Cisco won't actually reveal what it plans to do with the QuantumFlow processor, which the company says it has spent $100 million to develop over the past five years, until March 4. That's when Cisco has scheduled the announcement of a product for enterprises and carriers that it calls a breakthrough innovation to boost network performance for those using interactive applications.

The only stats Cisco is releasing for now about the processor are that it has 40 cores and 800 transistors, leaving industry watchers to speculate on what the technology is all about.

"Network processors are integrated into all manner of network devices," says Mark Lewis, a technology consultant and blogger for Network World's Cisco Subnet community, "including edge and core routers, network security appliances, and switching platforms, but ... it is not yet clear into precisely which network platforms the QuantumFlow Processor will be integrated."

"Wow," says Bob Wheeler, an analyst with The Linley Group, "that's a big, honking processor. It sounds like a core router processor, but without knowing more, I'm not 100 percent sure about that. I doubt it would be for a Catalyst [6500 switch]."

Cisco announced upgrades to its Catalyst line last month as well as a new datacentre switch, the Nexus 7000.

Wheeler says the key number to know is the throughput of QuantumFlow, not the number of cores or transistors. He notes that the current CRS-1 processor, called Silicon Packet Processor, has 188 RISC cores, more than QuantumFlow has. "[QuantumFlow has] got a lot more transistors; I'd assume it's faster," Wheeler says.

"Being that big it seems to be destined as a main CPU in a device or supervisor blade," says Michael Morris, a network architect and a blogger for Cisco Subnet, but he wonders why Cisco bothered to create it. "Intel dual core and IBM technology with quad cores are very advanced and fast. Even the Nexus supervisor uses an Intel Xeon dual core.
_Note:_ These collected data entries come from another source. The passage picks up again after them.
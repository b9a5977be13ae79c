pub mod queue;
pub mod pointer;
pub mod heading;

pub use queue::{InputEvent, InputQueue};
pub use pointer::PointerState;
pub use heading::HeadingFollower;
So, what is the competitive differential by spending $100 million?"

The CRS-1 supports 40Gbits/s per port, and perhaps the new processor could anchor a card that boosts that to 100Gbit/s, Wheeler says.

Cisco says more than 100 engineers worked on QuantumFlow and that it has filed for more than 40 patents on it.

Announcement of the processor without saying what it will be used for seems pretty pointless, Wheeler says. "I'm not sure what they're trying to do except create some buzz for their announcement on March 4," he says.